The Trump economy is a dichotomy.
The underlying economy is strong. Employers added another 213,000 jobs in June, a booming pace of job growth. Sixty-three percent of small businesses are hiring, the highest portion since 1999. Incomes are picking up after a long period of stagnation.
But the economy of tomorrow is troubled—and Trump himself is the reason. New Trump tariffs on $34 billion worth of Chinese imports went into effect this week, with China imposing similar tariffs on $34 billion worth of American imports to China. This is the escalating, tit-for-tat trade war economists have been warning about since Trump first prescribed tariffs as his preferred solution to perceived trade imbalances.
The 25% tariffs will raise the cost of targeted imports, which will reduce sales of those goods, on both sides, forcing purchasers to either pay more or find cheaper substitutes. These price hikes and supply workarounds are bad news for the economy—and Trump says more tariffs are on the way. Since the Trump tariffs threaten growth and prosperity, this week’s Trump-o-meter reads FAILING, our second-worst score.
A 25% tariff on $68 billion worth of traded goods is a tax or added cost of $17 billion. As a share of the combined GDP of both countries—which is around $32 trillion—the tariffs are tiny. But adding up all the Trump tariffs—both implemented and threatened—brings the total to more than $400 billion worth of imports that could be subject to new tariffs. And it’s safe to assume trade partners would retaliate with similar tariffs on $400 billion of U.S. exports.
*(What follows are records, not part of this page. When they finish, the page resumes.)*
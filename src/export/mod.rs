//! Export stage: render the full mission history of an account to a
//! spreadsheet + CSV pair, reusing the previous pair when nothing changed.

pub mod compare;
pub mod csv;
pub mod pair;
pub mod row;
pub mod xlsx;

use std::path::{Path, PathBuf};
use std::sync::Arc;

use chrono::NaiveDateTime;
use log::{error, info, warn};

use self::pair::{find_last_pair, ArtifactPair};
use self::row::{build_rows, MissionRow};
use crate::error::{Error, Result};
use crate::reference::ReferenceData;
use crate::storage::{repository, Database};
use crate::sync::cancel::CancelToken;

/// Suffix of files that are still being written.
const STAGING_SUFFIX: &str = "partial";

#[derive(Debug, Clone, PartialEq)]
pub struct ExportOutcome {
    pub pair: ArtifactPair,
    /// Pair paths relative to the application root, spreadsheet first.
    pub files: Vec<String>,
    /// True when the previous pair was identical and is reported instead.
    pub reused: bool,
    pub mission_count: usize,
}

pub struct Exporter {
    root_dir: PathBuf,
    export_dir: PathBuf,
    reference: Arc<ReferenceData>,
    dub_cap_multiplier: f64,
}

impl Exporter {
    pub fn new(root_dir: impl Into<PathBuf>, reference: Arc<ReferenceData>, dub_cap_multiplier: f64) -> Self {
        let root_dir = root_dir.into();
        Self {
            export_dir: root_dir.join("exports").join("missions"),
            root_dir,
            reference,
            dub_cap_multiplier,
        }
    }

    pub fn export_dir(&self) -> &Path {
        &self.export_dir
    }

    /// Export every stored mission of `account_id`. The token is checked
    /// between steps; a cancelled export leaves no new files behind.
    pub async fn export(
        &self,
        db: &Database,
        account_id: &str,
        token: &CancelToken,
        generated_at: NaiveDateTime,
    ) -> Result<ExportOutcome> {
        token.check()?;
        let records = db
            .reader()
            .call({
                let account_id = account_id.to_string();
                move |conn| repository::list_mission_records(conn, &account_id)
            })
            .await?;
        token.check()?;

        let rows = build_rows(&records, &self.reference, self.dub_cap_multiplier);
        let job = ExportJob {
            root_dir: self.root_dir.clone(),
            export_dir: self.export_dir.clone(),
            account_id: account_id.to_string(),
            generated_at,
            token: token.clone(),
        };
        tokio::task::spawn_blocking(move || job.run(&rows))
            .await
            .map_err(|e| Error::Export(format!("export task failed: {e}")))?
    }
}

struct ExportJob {
    root_dir: PathBuf,
    export_dir: PathBuf,
    account_id: String,
    generated_at: NaiveDateTime,
    token: CancelToken,
}

/// Removes staged files that were not renamed into place.
struct Staged(Vec<PathBuf>);

impl Drop for Staged {
    fn drop(&mut self) {
        for path in &self.0 {
            if path.is_file() {
                if let Err(e) = std::fs::remove_file(path) {
                    error!("error removing {}: {e}", path.display());
                }
            }
        }
    }
}

impl ExportJob {
    fn run(&self, rows: &[MissionRow]) -> Result<ExportOutcome> {
        std::fs::create_dir_all(&self.export_dir)
            .map_err(|e| Error::Export(format!("failed to create export directory: {e}")))?;

        let previous = find_last_pair(&self.export_dir, &self.account_id).unwrap_or_else(|e| {
            error!("error locating last exported pair: {e}");
            None
        });

        let target = ArtifactPair::at(&self.export_dir, &self.account_id, self.generated_at);
        let staged_xlsx = staging_path(&target.xlsx);
        let staged_csv = staging_path(&target.csv);
        let staged = Staged(vec![staged_xlsx.clone(), staged_csv.clone()]);

        std::fs::write(&staged_xlsx, xlsx::encode_xlsx(rows)?)?;
        self.token.check()?;
        std::fs::write(&staged_csv, self::csv::encode_csv(rows)?)?;
        self.token.check()?;

        if let Some(previous) = previous {
            if self.unchanged(&staged_xlsx, &staged_csv, &previous) {
                info!("exports unchanged, using last exported files and deleting new ones");
                drop(staged);
                return Ok(self.outcome(previous, true, rows.len()));
            }
        }

        let mut target = target;
        while target.exists() {
            let next = target.timestamp + chrono::Duration::seconds(1);
            target = ArtifactPair::at(&self.export_dir, &self.account_id, next);
        }
        self.token.check()?;

        std::fs::rename(&staged_xlsx, &target.xlsx)?;
        if let Err(e) = std::fs::rename(&staged_csv, &target.csv) {
            if let Err(cleanup) = std::fs::remove_file(&target.xlsx) {
                warn!("error removing {}: {cleanup}", target.xlsx.display());
            }
            return Err(e.into());
        }
        drop(staged);
        info!(
            "exported {} missions to {}",
            rows.len(),
            target.xlsx.with_extension("").display()
        );
        Ok(self.outcome(target, false, rows.len()))
    }

    fn unchanged(&self, xlsx: &Path, csv: &Path, previous: &ArtifactPair) -> bool {
        let xlsx_unchanged = compare::zip_contents_identical(xlsx, &previous.xlsx).unwrap_or_else(|e| {
            error!("error comparing {}: {e}", previous.xlsx.display());
            false
        });
        if !xlsx_unchanged {
            return false;
        }
        compare::files_identical(csv, &previous.csv).unwrap_or_else(|e| {
            error!("error comparing {}: {e}", previous.csv.display());
            false
        })
    }

    fn outcome(&self, pair: ArtifactPair, reused: bool, mission_count: usize) -> ExportOutcome {
        let files = vec![
            relative_to(&self.root_dir, &pair.xlsx),
            relative_to(&self.root_dir, &pair.csv),
        ];
        ExportOutcome {
            pair,
            files,
            reused,
            mission_count,
        }
    }
}

fn staging_path(path: &Path) -> PathBuf {
    let mut name = path.file_name().unwrap_or_default().to_os_string();
    name.push(".");
    name.push(STAGING_SUFFIX);
    path.with_file_name(name)
}

fn relative_to(root: &Path, path: &Path) -> String {
    path.strip_prefix(root)
        .unwrap_or(path)
        .to_string_lossy()
        .trim()
        .to_string()
}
New taxes on nearly a trillion dollars’ worth of trade—all to satisfy one man’s antipathy to free trade—represent a self-imposed economic debacle in the making.
Trump’s tariffs are already taking a toll
Already, some specific industries are feeling the pain of Trump’s tariffs. American soybean farmers are losing business as new Chinese tariffs limit their access to a big foreign market. A Missouri nail manufacturer laid off 60 workers because customers fled after Trump’s tariffs on imported steel forced the company to raise prices.
Harley-Davidson (HOG) is moving some U.S. production overseas to escape a new, retaliatory tariff imposed by the European Union, in response to Trump’s tax on steel and aluminum imports. General Motors (GM) said that if Trump imposes a potential tariff on car imports, the company would shrink rather than grow. That tariff would kill 195,000 U.S. jobs over a one- to three-year period, according to the Peterson Institute for International Economics—and that would rise to 624,000 lost jobs if targeted nations retaliated with their own tariffs.
Trump hasn’t owned up to the damage his protectionist policies can cause, or explained why some American workers should suffer so he can protect others. Instead, he famously said “trade wars are easy to win.” So far, he hasn’t won anything, except maybe a chaos contest.
The Federal Reserve is now worried about Trump’s tariffs, with the minutes of the Fed’s latest meeting revealing that “most participants noted that uncertainty and risks associated with trade policy had intensified and were concerned that such uncertainty and risks eventually could have negative effects on business sentiment and investment spending.” Other than that, the Fed thinks the economy is boffo. But why enjoy boring prosperity when you could shake things up?